**Supplied data**
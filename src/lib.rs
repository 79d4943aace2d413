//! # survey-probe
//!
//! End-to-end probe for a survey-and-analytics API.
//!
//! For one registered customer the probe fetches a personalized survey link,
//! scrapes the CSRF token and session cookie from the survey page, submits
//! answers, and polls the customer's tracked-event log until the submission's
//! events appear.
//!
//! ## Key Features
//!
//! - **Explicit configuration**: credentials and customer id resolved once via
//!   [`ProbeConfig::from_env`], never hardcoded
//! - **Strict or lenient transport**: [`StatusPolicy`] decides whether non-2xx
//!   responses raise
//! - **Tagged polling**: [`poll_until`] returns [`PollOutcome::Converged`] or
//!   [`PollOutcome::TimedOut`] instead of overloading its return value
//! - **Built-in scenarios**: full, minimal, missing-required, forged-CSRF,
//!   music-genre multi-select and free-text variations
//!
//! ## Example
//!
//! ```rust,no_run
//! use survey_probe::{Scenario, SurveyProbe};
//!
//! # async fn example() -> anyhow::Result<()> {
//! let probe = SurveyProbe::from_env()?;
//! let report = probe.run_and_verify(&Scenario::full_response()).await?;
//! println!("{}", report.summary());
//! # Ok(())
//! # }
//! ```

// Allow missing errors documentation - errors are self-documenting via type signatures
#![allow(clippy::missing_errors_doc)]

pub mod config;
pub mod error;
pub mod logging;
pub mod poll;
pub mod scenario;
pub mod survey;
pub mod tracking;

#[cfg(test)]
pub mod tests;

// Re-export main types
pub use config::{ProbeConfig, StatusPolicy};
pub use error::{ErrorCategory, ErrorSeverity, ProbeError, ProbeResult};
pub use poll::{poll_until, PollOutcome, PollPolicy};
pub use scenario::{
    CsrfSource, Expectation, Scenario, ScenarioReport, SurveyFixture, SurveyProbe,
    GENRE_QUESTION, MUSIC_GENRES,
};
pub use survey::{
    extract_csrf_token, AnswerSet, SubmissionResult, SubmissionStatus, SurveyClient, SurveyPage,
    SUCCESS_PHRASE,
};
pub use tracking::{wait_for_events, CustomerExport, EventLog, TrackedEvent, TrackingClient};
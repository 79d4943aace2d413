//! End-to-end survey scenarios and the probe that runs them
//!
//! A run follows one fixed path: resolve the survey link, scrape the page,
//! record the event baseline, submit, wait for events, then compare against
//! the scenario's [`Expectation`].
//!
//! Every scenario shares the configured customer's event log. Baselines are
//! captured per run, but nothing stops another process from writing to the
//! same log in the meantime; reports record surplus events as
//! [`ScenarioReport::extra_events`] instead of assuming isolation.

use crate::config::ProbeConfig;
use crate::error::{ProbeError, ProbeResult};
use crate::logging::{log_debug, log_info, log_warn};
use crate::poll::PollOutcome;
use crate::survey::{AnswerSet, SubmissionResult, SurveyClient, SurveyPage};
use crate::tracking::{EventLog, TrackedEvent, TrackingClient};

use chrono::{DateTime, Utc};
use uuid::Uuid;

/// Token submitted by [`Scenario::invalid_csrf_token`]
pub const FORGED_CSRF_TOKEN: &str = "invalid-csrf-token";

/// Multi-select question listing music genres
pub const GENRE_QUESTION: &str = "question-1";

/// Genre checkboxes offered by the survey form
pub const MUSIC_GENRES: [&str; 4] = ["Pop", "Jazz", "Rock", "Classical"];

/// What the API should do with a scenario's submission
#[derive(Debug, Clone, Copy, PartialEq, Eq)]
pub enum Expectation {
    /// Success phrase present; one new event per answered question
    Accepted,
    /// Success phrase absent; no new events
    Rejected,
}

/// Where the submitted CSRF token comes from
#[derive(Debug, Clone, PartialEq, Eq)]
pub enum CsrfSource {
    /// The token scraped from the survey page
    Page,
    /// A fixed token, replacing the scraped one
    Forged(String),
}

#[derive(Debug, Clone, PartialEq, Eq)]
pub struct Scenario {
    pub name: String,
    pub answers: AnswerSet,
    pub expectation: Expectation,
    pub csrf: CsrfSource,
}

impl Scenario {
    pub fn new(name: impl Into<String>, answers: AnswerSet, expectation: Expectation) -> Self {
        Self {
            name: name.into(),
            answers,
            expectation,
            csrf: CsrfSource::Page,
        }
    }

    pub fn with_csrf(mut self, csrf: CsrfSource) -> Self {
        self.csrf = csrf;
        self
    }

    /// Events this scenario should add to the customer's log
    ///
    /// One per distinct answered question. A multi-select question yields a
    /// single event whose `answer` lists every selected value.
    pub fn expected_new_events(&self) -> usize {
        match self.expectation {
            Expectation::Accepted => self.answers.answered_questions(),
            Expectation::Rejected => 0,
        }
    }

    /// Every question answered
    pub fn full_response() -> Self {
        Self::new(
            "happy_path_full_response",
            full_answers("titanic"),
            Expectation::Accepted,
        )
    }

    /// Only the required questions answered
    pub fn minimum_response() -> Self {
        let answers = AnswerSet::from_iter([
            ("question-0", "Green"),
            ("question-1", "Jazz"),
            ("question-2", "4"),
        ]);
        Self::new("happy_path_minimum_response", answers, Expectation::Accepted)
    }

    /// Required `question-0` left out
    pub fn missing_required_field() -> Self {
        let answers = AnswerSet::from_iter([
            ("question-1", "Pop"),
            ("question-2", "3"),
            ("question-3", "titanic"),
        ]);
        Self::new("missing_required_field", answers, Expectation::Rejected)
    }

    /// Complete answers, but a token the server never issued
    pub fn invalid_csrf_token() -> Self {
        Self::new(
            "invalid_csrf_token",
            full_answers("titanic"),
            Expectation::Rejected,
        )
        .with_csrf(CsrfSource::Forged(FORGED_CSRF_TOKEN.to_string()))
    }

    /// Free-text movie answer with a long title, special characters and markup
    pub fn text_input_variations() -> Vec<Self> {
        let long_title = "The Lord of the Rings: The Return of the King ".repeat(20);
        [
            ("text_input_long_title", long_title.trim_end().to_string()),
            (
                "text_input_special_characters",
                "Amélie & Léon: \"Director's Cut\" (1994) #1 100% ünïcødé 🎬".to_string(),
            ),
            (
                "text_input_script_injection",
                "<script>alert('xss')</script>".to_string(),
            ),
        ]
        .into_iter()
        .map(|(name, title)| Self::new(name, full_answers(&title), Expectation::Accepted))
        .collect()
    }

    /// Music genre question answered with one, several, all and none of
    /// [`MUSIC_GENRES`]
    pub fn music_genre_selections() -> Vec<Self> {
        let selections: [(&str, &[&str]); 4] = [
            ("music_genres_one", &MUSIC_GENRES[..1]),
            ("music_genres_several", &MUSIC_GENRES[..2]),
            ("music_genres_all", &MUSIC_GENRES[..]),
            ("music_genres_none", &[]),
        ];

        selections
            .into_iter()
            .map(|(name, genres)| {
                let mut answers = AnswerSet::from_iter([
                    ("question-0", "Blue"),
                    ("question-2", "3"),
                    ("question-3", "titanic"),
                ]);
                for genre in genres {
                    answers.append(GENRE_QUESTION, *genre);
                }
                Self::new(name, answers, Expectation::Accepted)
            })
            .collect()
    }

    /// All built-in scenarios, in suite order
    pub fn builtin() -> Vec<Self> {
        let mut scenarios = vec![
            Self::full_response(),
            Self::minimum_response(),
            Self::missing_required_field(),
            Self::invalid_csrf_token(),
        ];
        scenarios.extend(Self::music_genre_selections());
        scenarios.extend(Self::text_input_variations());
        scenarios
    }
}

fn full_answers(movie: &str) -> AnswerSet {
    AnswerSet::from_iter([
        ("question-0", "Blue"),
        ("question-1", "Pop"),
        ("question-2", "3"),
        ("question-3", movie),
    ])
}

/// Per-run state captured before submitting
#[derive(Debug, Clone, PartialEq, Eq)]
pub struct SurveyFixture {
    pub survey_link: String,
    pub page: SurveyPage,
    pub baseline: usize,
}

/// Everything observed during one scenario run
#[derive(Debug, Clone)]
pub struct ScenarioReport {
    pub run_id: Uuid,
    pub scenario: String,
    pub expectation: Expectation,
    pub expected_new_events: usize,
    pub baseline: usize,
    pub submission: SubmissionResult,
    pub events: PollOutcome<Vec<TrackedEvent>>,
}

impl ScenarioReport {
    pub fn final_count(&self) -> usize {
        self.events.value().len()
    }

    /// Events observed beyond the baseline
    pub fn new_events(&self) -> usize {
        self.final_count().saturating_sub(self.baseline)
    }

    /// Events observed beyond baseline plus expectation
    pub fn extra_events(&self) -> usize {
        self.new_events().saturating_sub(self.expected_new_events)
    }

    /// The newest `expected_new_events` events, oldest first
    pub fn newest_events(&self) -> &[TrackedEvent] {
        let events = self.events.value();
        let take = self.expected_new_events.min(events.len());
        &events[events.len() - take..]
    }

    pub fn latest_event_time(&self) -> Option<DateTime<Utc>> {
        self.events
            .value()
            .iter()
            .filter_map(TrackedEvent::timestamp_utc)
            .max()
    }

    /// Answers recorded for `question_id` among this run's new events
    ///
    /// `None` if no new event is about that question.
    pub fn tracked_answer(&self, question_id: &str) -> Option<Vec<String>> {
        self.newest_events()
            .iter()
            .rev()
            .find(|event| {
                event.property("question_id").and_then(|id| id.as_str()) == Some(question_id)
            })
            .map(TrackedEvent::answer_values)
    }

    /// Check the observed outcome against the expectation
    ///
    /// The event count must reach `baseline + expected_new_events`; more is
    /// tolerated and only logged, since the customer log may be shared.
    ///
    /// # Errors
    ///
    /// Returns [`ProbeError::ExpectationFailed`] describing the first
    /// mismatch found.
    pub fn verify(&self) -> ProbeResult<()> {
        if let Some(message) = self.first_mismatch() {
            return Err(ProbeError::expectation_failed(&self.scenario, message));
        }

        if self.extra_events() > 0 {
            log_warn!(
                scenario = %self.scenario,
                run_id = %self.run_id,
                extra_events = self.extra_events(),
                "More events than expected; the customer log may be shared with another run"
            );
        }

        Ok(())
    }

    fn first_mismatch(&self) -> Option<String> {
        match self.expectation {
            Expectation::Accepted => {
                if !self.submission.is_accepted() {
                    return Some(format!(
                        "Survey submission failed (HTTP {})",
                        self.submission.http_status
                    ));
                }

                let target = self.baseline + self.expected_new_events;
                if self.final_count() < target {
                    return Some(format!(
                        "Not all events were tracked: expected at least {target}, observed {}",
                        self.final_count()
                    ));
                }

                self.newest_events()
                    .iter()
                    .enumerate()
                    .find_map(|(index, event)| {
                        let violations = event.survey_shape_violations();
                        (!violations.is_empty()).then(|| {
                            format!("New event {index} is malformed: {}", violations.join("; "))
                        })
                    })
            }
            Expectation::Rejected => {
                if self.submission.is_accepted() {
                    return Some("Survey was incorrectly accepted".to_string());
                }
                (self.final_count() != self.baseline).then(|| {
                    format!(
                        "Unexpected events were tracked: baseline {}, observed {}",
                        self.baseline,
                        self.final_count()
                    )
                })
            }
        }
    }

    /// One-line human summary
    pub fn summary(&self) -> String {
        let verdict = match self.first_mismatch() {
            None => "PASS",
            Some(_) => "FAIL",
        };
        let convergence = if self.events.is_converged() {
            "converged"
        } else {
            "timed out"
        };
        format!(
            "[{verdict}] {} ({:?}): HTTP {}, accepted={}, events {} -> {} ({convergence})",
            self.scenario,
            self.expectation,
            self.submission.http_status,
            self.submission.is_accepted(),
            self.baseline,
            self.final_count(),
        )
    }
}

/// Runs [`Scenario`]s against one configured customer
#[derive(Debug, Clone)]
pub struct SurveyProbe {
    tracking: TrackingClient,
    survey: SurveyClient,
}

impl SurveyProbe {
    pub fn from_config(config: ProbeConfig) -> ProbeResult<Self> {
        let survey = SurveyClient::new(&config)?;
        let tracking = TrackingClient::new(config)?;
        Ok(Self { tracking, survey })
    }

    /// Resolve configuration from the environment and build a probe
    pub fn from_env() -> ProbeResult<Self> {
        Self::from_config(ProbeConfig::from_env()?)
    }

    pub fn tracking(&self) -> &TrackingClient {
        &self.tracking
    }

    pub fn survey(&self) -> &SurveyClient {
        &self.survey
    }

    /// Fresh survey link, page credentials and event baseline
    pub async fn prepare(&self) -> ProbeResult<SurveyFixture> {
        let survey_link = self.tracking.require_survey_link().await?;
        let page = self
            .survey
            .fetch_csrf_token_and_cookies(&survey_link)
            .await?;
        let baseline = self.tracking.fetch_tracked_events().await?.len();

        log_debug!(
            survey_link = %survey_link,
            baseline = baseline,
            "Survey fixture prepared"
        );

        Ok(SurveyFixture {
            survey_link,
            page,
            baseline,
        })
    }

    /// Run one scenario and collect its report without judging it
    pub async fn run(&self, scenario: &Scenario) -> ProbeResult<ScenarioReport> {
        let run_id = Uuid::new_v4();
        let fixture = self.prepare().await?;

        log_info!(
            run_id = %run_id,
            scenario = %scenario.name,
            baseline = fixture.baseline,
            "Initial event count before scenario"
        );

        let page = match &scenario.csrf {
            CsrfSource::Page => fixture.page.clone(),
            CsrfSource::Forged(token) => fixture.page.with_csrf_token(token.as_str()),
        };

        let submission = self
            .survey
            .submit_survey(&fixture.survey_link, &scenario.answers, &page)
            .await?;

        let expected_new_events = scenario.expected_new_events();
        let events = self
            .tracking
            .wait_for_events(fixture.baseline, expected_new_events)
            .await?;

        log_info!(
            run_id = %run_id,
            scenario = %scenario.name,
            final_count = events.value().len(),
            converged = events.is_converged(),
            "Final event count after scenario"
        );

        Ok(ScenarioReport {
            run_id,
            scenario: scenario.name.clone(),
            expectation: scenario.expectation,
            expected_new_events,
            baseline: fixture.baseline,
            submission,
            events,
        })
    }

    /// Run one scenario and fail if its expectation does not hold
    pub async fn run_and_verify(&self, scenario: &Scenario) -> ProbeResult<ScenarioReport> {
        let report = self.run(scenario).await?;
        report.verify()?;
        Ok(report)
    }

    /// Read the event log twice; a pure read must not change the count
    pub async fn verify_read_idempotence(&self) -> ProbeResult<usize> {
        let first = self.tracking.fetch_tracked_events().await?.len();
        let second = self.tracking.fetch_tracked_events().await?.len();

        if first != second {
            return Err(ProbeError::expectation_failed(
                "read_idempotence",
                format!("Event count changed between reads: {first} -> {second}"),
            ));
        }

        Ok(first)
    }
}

**What is required**
All lines from the one containing "count changed between" through the end of the listing must be transcribed exactly. No other lines belong in the answer.

**Task answer**
                format!("Event count changed between reads: {first} -> {second}"),
            ));
        }

        Ok(first)
    }
}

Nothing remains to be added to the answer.